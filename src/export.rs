//! Cutting the selection out of the source image and writing it to disk as PNG.

use std::fs;
use std::io::Cursor;
use std::path::{Path, PathBuf};

use anyhow::{Context, Result};
use image::{DynamicImage, ImageFormat, RgbaImage, imageops};

use crate::selection::{SelectionRect, SelectionSize};

/// Exactly `size × size` pixels. Parts of the square that fall outside the
/// source (selection larger than the image) stay transparent.
pub fn crop_square(image: &DynamicImage, rect: &SelectionRect) -> RgbaImage {
    let side = rect.size.side();
    let x = rect.x.round().max(0.0) as u32;
    let y = rect.y.round().max(0.0) as u32;

    let mut out = RgbaImage::new(side, side);
    if x < image.width() && y < image.height() {
        let width = side.min(image.width() - x);
        let height = side.min(image.height() - y);
        let region = image.crop_imm(x, y, width, height).to_rgba8();
        imageops::replace(&mut out, &region, 0, 0);
    }
    out
}

pub fn encode_png(image: &RgbaImage) -> Result<Vec<u8>> {
    let mut bytes = Vec::new();
    image
        .write_to(&mut Cursor::new(&mut bytes), ImageFormat::Png)
        .context("failed to encode PNG")?;
    Ok(bytes)
}

pub fn suggested_file_name(size: SelectionSize) -> String {
    let side = size.side();
    format!("cropped-{side}x{side}.png")
}

/// Asks the user where to save. `Ok(None)` is a cancel; `Err` means the prompt
/// could not be shown at all.
pub trait SavePrompt {
    fn ask(&self, suggested_name: &str) -> Result<Option<PathBuf>>;
}

pub struct DialogPrompt;

impl SavePrompt for DialogPrompt {
    fn ask(&self, suggested_name: &str) -> Result<Option<PathBuf>> {
        Ok(rfd::FileDialog::new()
            .add_filter("PNG Image", &["png"])
            .set_file_name(suggested_name)
            .save_file())
    }
}

#[derive(Debug, PartialEq, Eq)]
pub enum SaveOutcome {
    Saved(PathBuf),
    Downloaded(PathBuf),
    Cancelled,
}

/// Writes `blob` where the user picks, falling back to `download_dir` when the
/// prompt is unavailable or the chosen location can't be written.
pub fn persist(
    blob: &[u8],
    size: SelectionSize,
    prompt: &dyn SavePrompt,
    download_dir: &Path,
) -> Result<SaveOutcome> {
    let name = suggested_file_name(size);
    match prompt.ask(&name) {
        Ok(None) => return Ok(SaveOutcome::Cancelled),
        Ok(Some(path)) => match fs::write(&path, blob) {
            Ok(()) => return Ok(SaveOutcome::Saved(path)),
            Err(e) => log::error!("Failed to save image to {}: {}", path.display(), e),
        },
        Err(e) => log::warn!("save dialog unavailable: {e:#}"),
    }

    let path = unique_path(download_dir, &name);
    fs::write(&path, blob).with_context(|| format!("failed to write {}", path.display()))?;
    Ok(SaveOutcome::Downloaded(path))
}

/// Crops, encodes and persists the current selection.
pub fn export(
    image: &DynamicImage,
    rect: &SelectionRect,
    prompt: &dyn SavePrompt,
    download_dir: &Path,
) -> Result<SaveOutcome> {
    let blob = encode_png(&crop_square(image, rect))?;
    persist(&blob, rect.size, prompt, download_dir)
}

// "name.png", then "name (1).png", "name (2).png", ...
fn unique_path(dir: &Path, name: &str) -> PathBuf {
    let candidate = dir.join(name);
    if !candidate.exists() {
        return candidate;
    }
    let (stem, ext) = name.rsplit_once('.').unwrap_or((name, ""));
    (1..)
        .map(|n| dir.join(format!("{stem} ({n}).{ext}")))
        .find(|p| !p.exists())
        .unwrap_or(candidate)
}

#[cfg(test)]
mod tests {
    use super::*;
    use anyhow::anyhow;
    use image::{GenericImageView, Rgba};

    struct Fixed(Result<Option<PathBuf>, String>);

    impl SavePrompt for Fixed {
        fn ask(&self, _suggested_name: &str) -> Result<Option<PathBuf>> {
            self.0.clone().map_err(|e| anyhow!(e))
        }
    }

    fn scratch_dir(name: &str) -> PathBuf {
        let dir = std::env::temp_dir().join(format!("image-slicer-{}-{name}", std::process::id()));
        let _ = fs::remove_dir_all(&dir);
        fs::create_dir_all(&dir).unwrap();
        dir
    }

    // Pixel (x, y) encodes its own coordinates so crops can be checked.
    fn gradient(width: u32, height: u32) -> DynamicImage {
        DynamicImage::ImageRgba8(RgbaImage::from_fn(width, height, |x, y| {
            Rgba([(x % 256) as u8, (y % 256) as u8, 7, 255])
        }))
    }

    fn rect(x: f32, y: f32, size: SelectionSize) -> SelectionRect {
        SelectionRect { x, y, size }
    }

    #[test]
    fn crop_has_exact_size_and_origin() {
        let image = gradient(1000, 800);
        let out = crop_square(&image, &rect(244.0, 144.0, SelectionSize::S512));
        assert_eq!(out.dimensions(), (512, 512));
        assert_eq!(*out.get_pixel(0, 0), Rgba([244, 144, 7, 255]));
        assert_eq!(*out.get_pixel(511, 511), image.get_pixel(755, 655));
    }

    #[test]
    fn crop_rounds_fractional_positions() {
        let image = gradient(600, 600);
        let out = crop_square(&image, &rect(10.6, 20.4, SelectionSize::S256));
        assert_eq!(*out.get_pixel(0, 0), Rgba([11, 20, 7, 255]));
    }

    #[test]
    fn oversized_selection_is_padded_with_transparency() {
        let image = gradient(300, 200);
        let out = crop_square(&image, &rect(0.0, 0.0, SelectionSize::S512));
        assert_eq!(out.dimensions(), (512, 512));
        assert_eq!(*out.get_pixel(299, 199), Rgba([43, 199, 7, 255]));
        assert_eq!(*out.get_pixel(300, 10), Rgba([0, 0, 0, 0]));
        assert_eq!(*out.get_pixel(10, 200), Rgba([0, 0, 0, 0]));
    }

    #[test]
    fn encoded_blob_is_png_of_selection_size() {
        let blob = encode_png(&crop_square(&gradient(300, 300), &rect(0.0, 0.0, SelectionSize::S256)))
            .unwrap();
        assert_eq!(image::guess_format(&blob).unwrap(), ImageFormat::Png);
        let decoded = image::load_from_memory(&blob).unwrap();
        assert_eq!(decoded.dimensions(), (256, 256));
    }

    #[test]
    fn file_name_mentions_size() {
        assert_eq!(suggested_file_name(SelectionSize::S1024), "cropped-1024x1024.png");
    }

    #[test]
    fn chosen_location_is_written() {
        let dir = scratch_dir("chosen");
        let target = dir.join("tile.png");
        let outcome = persist(b"png", SelectionSize::S512, &Fixed(Ok(Some(target.clone()))), &dir)
            .unwrap();
        assert_eq!(outcome, SaveOutcome::Saved(target.clone()));
        assert_eq!(fs::read(target).unwrap(), b"png");
    }

    #[test]
    fn cancel_writes_nothing() {
        let dir = scratch_dir("cancel");
        let outcome = persist(b"png", SelectionSize::S512, &Fixed(Ok(None)), &dir).unwrap();
        assert_eq!(outcome, SaveOutcome::Cancelled);
        assert_eq!(fs::read_dir(&dir).unwrap().count(), 0);
    }

    #[test]
    fn unavailable_prompt_falls_back_to_download() {
        let dir = scratch_dir("unavailable");
        let outcome =
            persist(b"png", SelectionSize::S256, &Fixed(Err("no portal".into())), &dir).unwrap();
        assert_eq!(outcome, SaveOutcome::Downloaded(dir.join("cropped-256x256.png")));
    }

    #[test]
    fn failed_write_falls_back_to_download() {
        let dir = scratch_dir("failed");
        let unwritable = dir.join("missing").join("tile.png");
        let outcome =
            persist(b"png", SelectionSize::S512, &Fixed(Ok(Some(unwritable))), &dir).unwrap();
        assert_eq!(outcome, SaveOutcome::Downloaded(dir.join("cropped-512x512.png")));
    }

    #[test]
    fn downloads_do_not_overwrite() {
        let dir = scratch_dir("unique");
        let prompt = Fixed(Err("no portal".into()));
        persist(b"a", SelectionSize::S512, &prompt, &dir).unwrap();
        let second = persist(b"b", SelectionSize::S512, &prompt, &dir).unwrap();
        assert_eq!(second, SaveOutcome::Downloaded(dir.join("cropped-512x512 (1).png")));
        assert_eq!(fs::read(dir.join("cropped-512x512.png")).unwrap(), b"a");
    }

    #[test]
    fn export_writes_decodable_png() {
        let dir = scratch_dir("export");
        let target = dir.join("out.png");
        let image = gradient(1000, 800);
        let selection = rect(488.0, 0.0, SelectionSize::S512);
        export(&image, &selection, &Fixed(Ok(Some(target.clone()))), &dir).unwrap();
        let written = image::open(target).unwrap();
        assert_eq!(written.dimensions(), (512, 512));
        assert_eq!(written.get_pixel(0, 0), Rgba([232, 0, 7, 255]));
    }
}
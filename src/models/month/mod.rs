// Month module
// Whole-month pages for the month view

use chrono::NaiveDate;
use serde::Serialize;

use crate::utils::date::{add_months, day_index_for, days_in_month, month_grid_start};

pub const WEEKS_PER_PAGE: u32 = 6;
pub const DAYS_PER_WEEK: i64 = 7;

/// A materialized month page. `page_offset` counts months from the view's anchor month.
#[derive(Debug, Clone, Copy, PartialEq, Eq, Hash, Serialize)]
pub struct MonthPage {
    pub year: i32,
    pub month: u32,
    pub page_offset: i64,
    /// Day index of the top-left cell of the 6x7 grid.
    pub grid_start_day: i64,
}

impl MonthPage {
    pub fn new(
        anchor: (i32, u32),
        page_offset: i64,
        first_day_of_week: u8,
        epoch: NaiveDate,
    ) -> Option<Self> {
        let (year, month) = add_months(anchor.0, anchor.1, page_offset);
        let start = month_grid_start(year, month, first_day_of_week)?;
        Some(Self {
            year,
            month,
            page_offset,
            grid_start_day: day_index_for(start, epoch),
        })
    }

    pub fn first_of_month(&self) -> Option<NaiveDate> {
        NaiveDate::from_ymd_opt(self.year, self.month, 1)
    }

    pub fn day_count(&self) -> u32 {
        days_in_month(self.year, self.month)
    }

    /// Day index of the last grid cell.
    pub fn grid_end_day(&self) -> i64 {
        self.grid_start_day + i64::from(WEEKS_PER_PAGE) * DAYS_PER_WEEK - 1
    }

    /// Day index of the first day of each week row.
    pub fn week_starts(&self) -> impl Iterator<Item = i64> + '_ {
        (0..i64::from(WEEKS_PER_PAGE)).map(move |week| self.grid_start_day + week * DAYS_PER_WEEK)
    }
}
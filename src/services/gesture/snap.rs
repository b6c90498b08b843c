use crate::models::settings::SnapSettings;

/// Positions this close to an integer count as already on it.
const ON_CELL_TOLERANCE: f64 = 1e-6;

/// Integer cell (or page) to settle on after a release.
///
/// Fast releases round toward the velocity's direction, far drags toward the
/// drag direction, everything else to the nearest cell.
pub fn snap_target(position: f64, origin: f64, velocity: f64, settings: &SnapSettings) -> f64 {
    let nearest = position.round();
    if (position - nearest).abs() < ON_CELL_TOLERANCE {
        return nearest;
    }

    let displacement = position - origin;
    let direction = if velocity.is_finite() && velocity.abs() >= settings.velocity_threshold {
        velocity.signum()
    } else if displacement.is_finite() && displacement.abs() >= settings.distance_threshold {
        displacement.signum()
    } else {
        0.0
    };

    if direction > 0.0 {
        position.ceil()
    } else if direction < 0.0 {
        position.floor()
    } else {
        nearest
    }
}
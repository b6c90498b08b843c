use std::sync::mpsc::{self, Receiver, Sender};

use crate::models::grid::ScrollPosition;

/// One publication of the scroll position.
#[derive(Debug, Clone, Copy, PartialEq)]
pub struct ScrollUpdate {
    pub position: ScrollPosition,
    /// True for commits after a settle or jump, false for live updates.
    pub settled: bool,
    pub sequence: u64,
}

/// The single authoritative scroll position of a view.
///
/// Writers publish through [`publish`](Self::publish); readers either query
/// it directly or subscribe for a stream of updates.
#[derive(Debug)]
pub struct ScrollState {
    position: ScrollPosition,
    settled: ScrollPosition,
    sequence: u64,
    subscribers: Vec<Sender<ScrollUpdate>>,
}

impl ScrollState {
    pub fn new(position: ScrollPosition) -> Self {
        let position = ScrollPosition::new(position.row, position.col);
        Self {
            position,
            settled: position,
            sequence: 0,
            subscribers: Vec::new(),
        }
    }

    pub fn position(&self) -> ScrollPosition {
        self.position
    }

    /// Last committed position.
    pub fn settled(&self) -> ScrollPosition {
        self.settled
    }

    pub fn subscribe(&mut self) -> Receiver<ScrollUpdate> {
        let (tx, rx) = mpsc::channel();
        self.subscribers.push(tx);
        rx
    }

    pub fn publish(&mut self, position: ScrollPosition, settled: bool) -> ScrollUpdate {
        let position = ScrollPosition::new(position.row, position.col);
        self.position = position;
        if settled {
            self.settled = position;
        }
        self.sequence += 1;

        let update = ScrollUpdate {
            position,
            settled,
            sequence: self.sequence,
        };
        // Dropped receivers unsubscribe themselves.
        self.subscribers.retain(|tx| tx.send(update).is_ok());
        update
    }

    pub fn subscriber_count(&self) -> usize {
        self.subscribers.len()
    }

    pub fn clear_subscribers(&mut self) {
        self.subscribers.clear();
    }
}
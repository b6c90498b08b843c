// Settings service module
// TOML persistence for grid settings

pub mod service;

pub use service::{SettingsService, SETTINGS_FILE};
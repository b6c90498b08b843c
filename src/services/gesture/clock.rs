use crate::models::grid::safe_extent;
use crate::models::settings::PhysicsSettings;

/// Converts variable frame times into a whole number of fixed steps.
#[derive(Debug, Clone, PartialEq)]
pub struct FixedStep {
    hz: f64,
    max_steps_per_tick: u32,
    accumulator: f64,
}

impl FixedStep {
    pub fn new(settings: &PhysicsSettings) -> Self {
        Self {
            hz: safe_extent(settings.step_hz),
            max_steps_per_tick: settings.max_steps_per_tick.max(1),
            accumulator: 0.0,
        }
    }

    pub fn hz(&self) -> f64 {
        self.hz
    }

    /// Length of one step in seconds.
    pub fn step_secs(&self) -> f64 {
        1.0 / self.hz
    }

    /// Steps owed for `dt` seconds. Time beyond the per-tick cap is dropped.
    pub fn advance(&mut self, dt: f64) -> u32 {
        if !dt.is_finite() || dt <= 0.0 {
            return 0;
        }
        self.accumulator += dt;
        let owed = (self.accumulator * self.hz).floor();
        if owed >= f64::from(self.max_steps_per_tick) {
            self.accumulator = 0.0;
            return self.max_steps_per_tick;
        }
        let steps = owed as u32;
        self.accumulator -= f64::from(steps) / self.hz;
        steps
    }

    pub fn reset(&mut self) {
        self.accumulator = 0.0;
    }
}
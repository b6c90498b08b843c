//! Scan-line lane assignment for overlapping intervals.
//!
//! Intervals are inclusive tick ranges. Boundary markers are swept in time
//! order with starts before ends at equal ticks; each start takes the lowest
//! free lane and each end frees its lane. The same input set always yields
//! the same assignment.

use std::cmp::Ordering;

use crate::models::layout::{EventLayoutSlot, LaneAssignment};

/// An inclusive `[first, last]` tick range keyed by event id.
#[derive(Debug, Clone, PartialEq, Eq)]
pub struct LayoutInterval {
    pub key: String,
    pub first: i64,
    pub last: i64,
}

impl LayoutInterval {
    /// `last` is raised to `first` when reversed.
    pub fn new(key: impl Into<String>, first: i64, last: i64) -> Self {
        Self {
            key: key.into(),
            first,
            last: last.max(first),
        }
    }

    pub fn overlaps(&self, other: &LayoutInterval) -> bool {
        self.first <= other.last && other.first <= self.last
    }

    /// Restrict to `[lo, hi]`, or `None` when disjoint.
    pub fn clipped(&self, lo: i64, hi: i64) -> Option<Self> {
        if self.last < lo || self.first > hi {
            return None;
        }
        Some(Self {
            key: self.key.clone(),
            first: self.first.max(lo),
            last: self.last.min(hi),
        })
    }
}

#[derive(Debug, Clone, Copy, PartialEq, Eq, PartialOrd, Ord)]
enum MarkerKind {
    Start,
    End,
}

#[derive(Debug, Clone, Copy, PartialEq, Eq, PartialOrd, Ord)]
struct Marker {
    tick: i64,
    kind: MarkerKind,
    index: usize,
}

fn time_order(a: &LayoutInterval, b: &LayoutInterval) -> Ordering {
    a.first
        .cmp(&b.first)
        .then(a.last.cmp(&b.last))
        .then_with(|| a.key.cmp(&b.key))
}

fn lowest_free(occupied: &mut Vec<bool>) -> u32 {
    match occupied.iter().position(|used| !used) {
        Some(lane) => {
            occupied[lane] = true;
            lane as u32
        }
        None => {
            occupied.push(true);
            (occupied.len() - 1) as u32
        }
    }
}

/// Assign lanes to `intervals`.
///
/// With `expand_lanes`, an event widens into the free lanes to its right up
/// to the nearest higher lane used by an overlapping event. Results are in
/// time order.
pub fn assign_lanes(intervals: &[LayoutInterval], expand_lanes: bool) -> Vec<LaneAssignment> {
    let mut sorted: Vec<&LayoutInterval> = intervals.iter().collect();
    sorted.sort_by(|a, b| time_order(a, b));

    let mut markers = Vec::with_capacity(sorted.len() * 2);
    for (index, interval) in sorted.iter().enumerate() {
        markers.push(Marker {
            tick: interval.first,
            kind: MarkerKind::Start,
            index,
        });
        markers.push(Marker {
            tick: interval.last,
            kind: MarkerKind::End,
            index,
        });
    }
    markers.sort_unstable();

    let mut lanes = vec![0u32; sorted.len()];
    let mut occupied: Vec<bool> = Vec::new();
    for marker in &markers {
        match marker.kind {
            MarkerKind::Start => lanes[marker.index] = lowest_free(&mut occupied),
            MarkerKind::End => occupied[lanes[marker.index] as usize] = false,
        }
    }

    (0..sorted.len())
        .map(|i| {
            let interval = sorted[i];
            let lane = lanes[i];
            let mut highest = lane;
            let mut next_used: Option<u32> = None;
            // sorted by first tick, so nothing past `interval.last` can overlap
            for (j, other) in sorted.iter().enumerate() {
                if other.first > interval.last {
                    break;
                }
                if j == i || !interval.overlaps(other) {
                    continue;
                }
                highest = highest.max(lanes[j]);
                if lanes[j] > lane {
                    next_used = Some(next_used.map_or(lanes[j], |n| n.min(lanes[j])));
                }
            }
            let max_lanes = highest + 1;
            let lanes_spanned = if expand_lanes {
                next_used.unwrap_or(max_lanes) - lane
            } else {
                1
            };
            LaneAssignment {
                slot: EventLayoutSlot {
                    event_id: interval.key.clone(),
                    lane,
                    max_lanes,
                    lanes_spanned,
                },
                first: interval.first,
                last: interval.last,
            }
        })
        .collect()
}

#[cfg(test)]
mod tests {
    use super::*;
    use pretty_assertions::assert_eq;

    fn lanes(assignments: &[LaneAssignment]) -> Vec<(&str, u32, u32, u32)> {
        assignments
            .iter()
            .map(|a| {
                (
                    a.slot.event_id.as_str(),
                    a.slot.lane,
                    a.slot.max_lanes,
                    a.slot.lanes_spanned,
                )
            })
            .collect()
    }

    #[test]
    fn test_empty_input() {
        assert!(assign_lanes(&[], true).is_empty());
    }

    #[test]
    fn test_three_event_scenario() {
        // A 10:00-11:00, B 10:30-11:30, C 12:00-13:00 as inclusive minutes
        let input = vec![
            LayoutInterval::new("C", 720, 779),
            LayoutInterval::new("A", 600, 659),
            LayoutInterval::new("B", 630, 689),
        ];
        let result = assign_lanes(&input, false);
        assert_eq!(
            lanes(&result),
            vec![("A", 0, 2, 1), ("B", 1, 2, 1), ("C", 0, 1, 1)]
        );
    }

    #[test]
    fn test_start_before_end_on_shared_tick() {
        // Inclusive ranges sharing tick 5 are concurrent
        let input = vec![LayoutInterval::new("a", 0, 5), LayoutInterval::new("b", 5, 9)];
        let result = assign_lanes(&input, false);
        assert_eq!(lanes(&result), vec![("a", 0, 2, 1), ("b", 1, 2, 1)]);
    }

    #[test]
    fn test_freed_lane_is_reused_lowest_first() {
        let input = vec![
            LayoutInterval::new("a", 0, 10),
            LayoutInterval::new("b", 0, 3),
            LayoutInterval::new("c", 0, 20),
            LayoutInterval::new("d", 5, 8),
        ];
        let result = assign_lanes(&input, false);
        // b frees lane 0, d takes it
        assert_eq!(
            lanes(&result),
            vec![("b", 0, 3, 1), ("a", 1, 3, 1), ("c", 2, 3, 1), ("d", 0, 3, 1)]
        );
    }

    #[test]
    fn test_lane_expansion_fills_free_lanes() {
        let input = vec![
            LayoutInterval::new("long", 0, 100),
            LayoutInterval::new("short1", 0, 10),
            LayoutInterval::new("mid", 0, 50),
            LayoutInterval::new("late", 60, 70),
        ];
        let result = assign_lanes(&input, true);
        // short1 -> 0, mid -> 1, long -> 2, late -> 0 (only long overlaps it, at lane 2)
        assert_eq!(
            lanes(&result),
            vec![
                ("short1", 0, 3, 1),
                ("mid", 1, 3, 1),
                ("long", 2, 3, 1),
                ("late", 0, 3, 2),
            ]
        );
    }

    #[test]
    fn test_clipped() {
        let interval = LayoutInterval::new("x", 10, 20);
        assert_eq!(interval.clipped(15, 30), Some(LayoutInterval::new("x", 15, 20)));
        assert_eq!(interval.clipped(21, 30), None);
        assert_eq!(LayoutInterval::new("y", 5, 1).last, 5);
    }
}
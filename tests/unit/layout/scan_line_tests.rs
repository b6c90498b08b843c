// Unit tests for lane assignment through the public layout API
// Covers the overlap scenario, responsibility lanes and week bars

#[path = "../../fixtures/mod.rs"]
mod fixtures;

use family_calendar::models::layout::LaneAssignment;
use family_calendar::services::layout::{assign_lanes, layout_day, layout_week, LayoutInterval};
use family_calendar::utils::date::{day_index_for, default_epoch, MINUTES_PER_DAY};
use fixtures::{dates, events};
use pretty_assertions::assert_eq;
use test_case::test_case;

fn summary(assignments: &[LaneAssignment]) -> Vec<(&str, u32, u32)> {
    assignments
        .iter()
        .map(|a| (a.slot.event_id.as_str(), a.slot.lane, a.slot.max_lanes))
        .collect()
}

fn march_3_minutes() -> (i64, i64) {
    let day = day_index_for(dates::day(2026, 3, 3), default_epoch());
    (day * MINUTES_PER_DAY, (day + 1) * MINUTES_PER_DAY - 1)
}

#[test]
fn test_overlap_scenario_lanes() {
    let events = events::overlap_scenario();
    let layout = layout_day(&events, march_3_minutes(), default_epoch(), false);
    assert_eq!(
        summary(&layout.events),
        vec![("A", 0, 2), ("B", 1, 2), ("C", 0, 1)]
    );
    assert!(layout.responsibilities.is_empty());
    assert!(layout.all_day.is_empty());
}

#[test]
fn test_overlap_scenario_ignores_input_order() {
    let mut events = events::overlap_scenario();
    events.reverse();
    let layout = layout_day(&events, march_3_minutes(), default_epoch(), false);
    assert_eq!(
        summary(&layout.events),
        vec![("A", 0, 2), ("B", 1, 2), ("C", 0, 1)]
    );
}

#[test]
fn test_pickup_does_not_widen_event_columns() {
    let events = vec![
        events::with_pickup("swim"),
        events::timed("homework", (15, 30), (16, 30)),
    ];
    let layout = layout_day(&events, march_3_minutes(), default_epoch(), false);
    assert_eq!(
        summary(&layout.events),
        vec![("swim", 0, 2), ("homework", 1, 2)]
    );
    assert_eq!(summary(&layout.responsibilities), vec![("swim-pickup", 0, 1)]);
}

#[test]
fn test_window_outside_events_is_empty() {
    let events = events::overlap_scenario();
    let (lo, _) = march_3_minutes();
    let layout = layout_day(&events, (lo - MINUTES_PER_DAY, lo - 1), default_epoch(), false);
    assert!(layout.events.is_empty());
}

// (first, last) of a second interval against a fixed [10, 20]
#[test_case(0, 9, 1 ; "ends just before")]
#[test_case(0, 10, 2 ; "touches start")]
#[test_case(20, 30, 2 ; "touches end")]
#[test_case(21, 30, 1 ; "starts just after")]
#[test_case(12, 14, 2 ; "nested")]
fn test_boundary_concurrency(first: i64, last: i64, expected_columns: u32) {
    let input = vec![
        LayoutInterval::new("fixed", 10, 20),
        LayoutInterval::new("other", first, last),
    ];
    let result = assign_lanes(&input, false);
    let fixed = result.iter().find(|a| a.slot.event_id == "fixed").unwrap();
    assert_eq!(fixed.slot.max_lanes, expected_columns);
}

#[test]
fn test_expansion_only_into_free_lanes() {
    let input = vec![
        LayoutInterval::new("a", 0, 30),
        LayoutInterval::new("b", 0, 10),
        LayoutInterval::new("c", 0, 30),
        LayoutInterval::new("d", 15, 25),
    ];
    let result = assign_lanes(&input, true);
    let spans: Vec<(&str, u32, u32)> = result
        .iter()
        .map(|a| (a.slot.event_id.as_str(), a.slot.lane, a.slot.lanes_spanned))
        .collect();
    // b frees lane 0 for d; a and c keep lanes 1 and 2
    assert_eq!(spans, vec![("b", 0, 1), ("a", 1, 1), ("c", 2, 1), ("d", 0, 1)]);
}

#[test]
fn test_week_bars_stack_multi_day_events() {
    let camp = events::all_day("camp", 3);
    let dentist = events::timed("dentist", (9, 0), (9, 30));
    let epoch = default_epoch();
    let first_day = day_index_for(dates::day(2026, 3, 1), epoch);

    let week = layout_week(&[&camp, &dentist], first_day, epoch, false);
    let bars: Vec<(&str, i64, i64, u32)> = week
        .bars
        .iter()
        .map(|b| {
            (
                b.slot.event_id.as_str(),
                b.first_day - first_day,
                b.last_day - first_day,
                b.slot.lane,
            )
        })
        .collect();
    assert_eq!(bars, vec![("dentist", 2, 2, 0), ("camp", 2, 4, 1)]);
}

## Problem to solve
Each line containing the word "gesture" needs to be copied from the data above.

## Reply
filename src/services/gesture/snap.rs
filename src/services/gesture/clock.rs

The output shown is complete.